The warm wave coming this week will shift weeds into overdrive. Get to work!

* Weed, weed, weed! Whack them before they flower.

* Mulch around plants to conserve moisture and control weeds.

* Smell orange blossoms? Feed citrus trees with a low dose of balanced fertilizer (such as 10-10-10) during bloom to help set fruit. Keep an eye out for ants.

* Apply slow-release fertilizer to the lawn.

* Thoroughly clean debris from the bottom of outdoor ponds or fountains.

* Spring brings a flush of rapid growth, and that means your garden is really hungry. Feed shrubs and trees with a slow-release fertilizer. Or mulch with a 1-inch layer of compost.

* Azaleas and camellias looking a little yellow? If leaves are turning yellow between the veins, give them a boost with chelated iron.

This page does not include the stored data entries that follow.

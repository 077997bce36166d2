//! Distribution-target edge rows.
//!
//! Each row is a directed edge `source_id -> target_id` with a `position`
//! that preserves the caller's ordering. No cycle detection happens here.

use crate::error::Result;
use rusqlite::{params, Connection};

/// Insert one edge per target, in order.
pub fn insert_all(conn: &Connection, source_id: &str, targets: &[String]) -> Result<()> {
    let mut stmt = conn.prepare(
        "INSERT INTO distribution_targets (source_id, target_id, position) VALUES (?1, ?2, ?3)",
    )?;
    for (position, target_id) in targets.iter().enumerate() {
        stmt.execute(params![source_id, target_id, position as i64])?;
    }
    Ok(())
}

/// Delete every outgoing edge of `source_id`. Returns the number removed.
pub fn delete_for_source(conn: &Connection, source_id: &str) -> Result<usize> {
    let rows = conn.execute(
        "DELETE FROM distribution_targets WHERE source_id = ?1",
        params![source_id],
    )?;
    Ok(rows)
}

/// Target ids of `source_id`, in stored order.
pub fn find_for_source(conn: &Connection, source_id: &str) -> Result<Vec<String>> {
    let mut stmt = conn.prepare(
        "SELECT target_id FROM distribution_targets WHERE source_id = ?1 ORDER BY position",
    )?;
    let targets = stmt
        .query_map(params![source_id], |row| row.get::<_, String>(0))?
        .collect::<rusqlite::Result<Vec<_>>>()?;
    Ok(targets)
}
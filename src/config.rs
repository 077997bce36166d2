//! Configuration loading and management.
//!
//! Configuration is read from YAML. `load_or_default` looks for
//! `.workbasket/config.yaml` in the working directory, then
//! `~/.workbasket/config.yaml`, and finally applies environment overrides:
//!
//! - `WORKBASKET_DB_PATH` - Database path
//! - `WORKBASKET_CONNECTION_MODE` - participate, autocommit or explicit
//! - `WORKBASKET_SECURITY_ENABLED` - true/false
//! - `WORKBASKET_PRINCIPAL` - Principal calls are made on behalf of
//! - `WORKBASKET_LOG_LEVEL` - Log filter (e.g. `info`, `workbasket_engine=debug`)

use crate::error::{EngineError, Result};
use crate::types::ConnectionManagementMode;
use serde::{Deserialize, Serialize};
use std::path::{Path, PathBuf};
use std::time::Duration;

/// Engine configuration.
#[derive(Debug, Clone, Default, Serialize, Deserialize)]
pub struct Config {
    #[serde(default)]
    pub database: DatabaseConfig,

    #[serde(default)]
    pub engine: EngineConfig,

    #[serde(default)]
    pub logging: LoggingConfig,
}

/// Database-specific configuration.
#[derive(Debug, Clone, Serialize, Deserialize)]
pub struct DatabaseConfig {
    /// Path to the SQLite database file.
    #[serde(default = "default_db_path")]
    pub path: PathBuf,

    /// How long a connection waits on a locked database.
    #[serde(default = "default_busy_timeout_ms")]
    pub busy_timeout_ms: u64,

    /// Use a private in-memory database instead of `path`.
    #[serde(default)]
    pub in_memory: bool,
}

impl Default for DatabaseConfig {
    fn default() -> Self {
        Self {
            path: default_db_path(),
            busy_timeout_ms: default_busy_timeout_ms(),
            in_memory: false,
        }
    }
}

impl DatabaseConfig {
    pub fn busy_timeout(&self) -> Duration {
        Duration::from_millis(self.busy_timeout_ms)
    }
}

fn default_db_path() -> PathBuf {
    PathBuf::from(".workbasket/workbaskets.db")
}

fn default_busy_timeout_ms() -> u64 {
    5000
}

/// Transaction and security behaviour of the engine.
#[derive(Debug, Clone, Default, Serialize, Deserialize)]
pub struct EngineConfig {
    /// Initial connection management mode.
    #[serde(default)]
    pub connection_mode: ConnectionManagementMode,

    /// Enforce access-control checks on mutating calls.
    #[serde(default)]
    pub security_enabled: bool,

    /// Principal calls are made on behalf of.
    #[serde(default)]
    pub principal: Option<String>,
}

/// Logging configuration.
#[derive(Debug, Clone, Serialize, Deserialize)]
pub struct LoggingConfig {
    /// `EnvFilter` directive used when `RUST_LOG` is unset.
    #[serde(default = "default_log_level")]
    pub level: String,
}

impl Default for LoggingConfig {
    fn default() -> Self {
        Self {
            level: default_log_level(),
        }
    }
}

fn default_log_level() -> String {
    "info".to_string()
}

impl Config {
    /// Load configuration from file.
    pub fn load<P: AsRef<Path>>(path: P) -> Result<Self> {
        let path = path.as_ref();
        let content = std::fs::read_to_string(path)
            .map_err(|e| EngineError::Config(format!("{}: {}", path.display(), e)))?;
        Self::from_yaml(&content)
    }

    pub fn from_yaml(content: &str) -> Result<Self> {
        serde_yaml::from_str(content).map_err(|e| EngineError::Config(e.to_string()))
    }

    /// Load configuration from default locations or return defaults, then
    /// apply environment overrides.
    pub fn load_or_default() -> Self {
        let mut config = Self::candidate_paths()
            .into_iter()
            .find_map(|path| Self::load(path).ok())
            .unwrap_or_default();

        config.apply_env_overrides();
        config
    }

    fn candidate_paths() -> Vec<PathBuf> {
        let mut paths = vec![PathBuf::from(".workbasket/config.yaml")];
        if let Some(home) = dirs::home_dir() {
            paths.push(home.join(".workbasket").join("config.yaml"));
        }
        paths
    }

    /// Apply `WORKBASKET_*` environment variables on top of this config.
    /// Unparseable values are ignored with a warning.
    pub fn apply_env_overrides(&mut self) {
        self.apply_overrides(|key| std::env::var(key).ok());
    }

    fn apply_overrides(&mut self, lookup: impl Fn(&str) -> Option<String>) {
        if let Some(db_path) = lookup("WORKBASKET_DB_PATH") {
            self.database.path = PathBuf::from(db_path);
        }

        if let Some(mode) = lookup("WORKBASKET_CONNECTION_MODE") {
            match mode.parse() {
                Ok(mode) => self.engine.connection_mode = mode,
                Err(e) => tracing::warn!("Ignoring WORKBASKET_CONNECTION_MODE: {}", e),
            }
        }

        if let Some(enabled) = lookup("WORKBASKET_SECURITY_ENABLED") {
            match enabled.parse() {
                Ok(enabled) => self.engine.security_enabled = enabled,
                Err(_) => tracing::warn!(
                    "Ignoring WORKBASKET_SECURITY_ENABLED: expected true or false, got '{}'",
                    enabled
                ),
            }
        }

        if let Some(principal) = lookup("WORKBASKET_PRINCIPAL") {
            self.engine.principal = Some(principal);
        }

        if let Some(level) = lookup("WORKBASKET_LOG_LEVEL") {
            self.logging.level = level;
        }
    }

    /// Ensure the database directory exists.
    pub fn ensure_db_dir(&self) -> Result<()> {
        if let Some(parent) = self.database.path.parent() {
            if !parent.as_os_str().is_empty() {
                std::fs::create_dir_all(parent)
                    .map_err(|e| EngineError::Config(format!("{}: {}", parent.display(), e)))?;
            }
        }
        Ok(())
    }
}

#[cfg(test)]
mod tests {
    use super::*;
    use std::collections::HashMap;

    #[test]
    fn test_defaults() {
        let config = Config::default();
        assert_eq!(config.database.path, PathBuf::from(".workbasket/workbaskets.db"));
        assert_eq!(config.database.busy_timeout(), Duration::from_millis(5000));
        assert_eq!(config.engine.connection_mode, ConnectionManagementMode::Participate);
        assert!(!config.engine.security_enabled);
        assert_eq!(config.logging.level, "info");
    }

    #[test]
    fn test_partial_yaml_fills_defaults() {
        let config = Config::from_yaml(
            "engine:\n  connection_mode: autocommit\n  security_enabled: true\n  principal: Arthur Dent\n",
        )
        .unwrap();

        assert_eq!(config.engine.connection_mode, ConnectionManagementMode::Autocommit);
        assert!(config.engine.security_enabled);
        assert_eq!(config.engine.principal.as_deref(), Some("Arthur Dent"));
        assert_eq!(config.database.busy_timeout_ms, 5000);
    }

    #[test]
    fn test_invalid_mode_is_config_error() {
        let err = Config::from_yaml("engine:\n  connection_mode: managed\n").unwrap_err();
        assert!(matches!(err, EngineError::Config(_)));
    }

    #[test]
    fn test_env_overrides() {
        let env: HashMap<&str, &str> = HashMap::from([
            ("WORKBASKET_DB_PATH", "/tmp/wb.db"),
            ("WORKBASKET_CONNECTION_MODE", "explicit"),
            ("WORKBASKET_SECURITY_ENABLED", "true"),
            ("WORKBASKET_PRINCIPAL", "Zaphod Beeblebrox"),
        ]);

        let mut config = Config::default();
        config.apply_overrides(|key| env.get(key).map(|v| v.to_string()));

        assert_eq!(config.database.path, PathBuf::from("/tmp/wb.db"));
        assert_eq!(config.engine.connection_mode, ConnectionManagementMode::Explicit);
        assert!(config.engine.security_enabled);
        assert_eq!(config.engine.principal.as_deref(), Some("Zaphod Beeblebrox"));
    }

    #[test]
    fn test_bad_env_values_are_ignored() {
        let mut config = Config::default();
        config.apply_overrides(|key| match key {
            "WORKBASKET_CONNECTION_MODE" => Some("sometimes".to_string()),
            "WORKBASKET_SECURITY_ENABLED" => Some("yes".to_string()),
            _ => None,
        });

        assert_eq!(config.engine.connection_mode, ConnectionManagementMode::Participate);
        assert!(!config.engine.security_enabled);
    }

    #[test]
    fn test_load_from_file() {
        let dir = tempfile::tempdir().unwrap();
        let path = dir.path().join("config.yaml");
        std::fs::write(&path, "database:\n  in_memory: true\nlogging:\n  level: debug\n").unwrap();

        let config = Config::load(&path).unwrap();
        assert!(config.database.in_memory);
        assert_eq!(config.logging.level, "debug");
    }

    #[test]
    fn test_load_missing_file_is_config_error() {
        let err = Config::load("/nonexistent/workbasket/config.yaml").unwrap_err();
        assert!(matches!(err, EngineError::Config(_)));
    }
}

* Trim dead flowers but not leaves from spring-flowering bulbs such as daffodils and tulips. Those leaves gather energy to create next year's flowers. Also, give the bulbs a fertilizer boost after bloom.

* Pinch chrysanthemums back to 12 inches for fall flowers. Cut old stems to the ground.

* From seed, plant beans, beets, cantaloupes, carrots, corn, cucumbers, melons, radishes and squash. Plant onion sets.

* In the flower garden, plant seeds for asters, cosmos, celosia, marigolds, salvia, sunflowers and zinnias. Transplant petunias, zinnias, geraniums and other summer bloomers.

* Plant perennials and dahlia tubers for summer bloom. April is about the last chance to plant summer bulbs, such as gladiolus and tuberous begonias.

* Transplant lettuce and cabbage seedlings.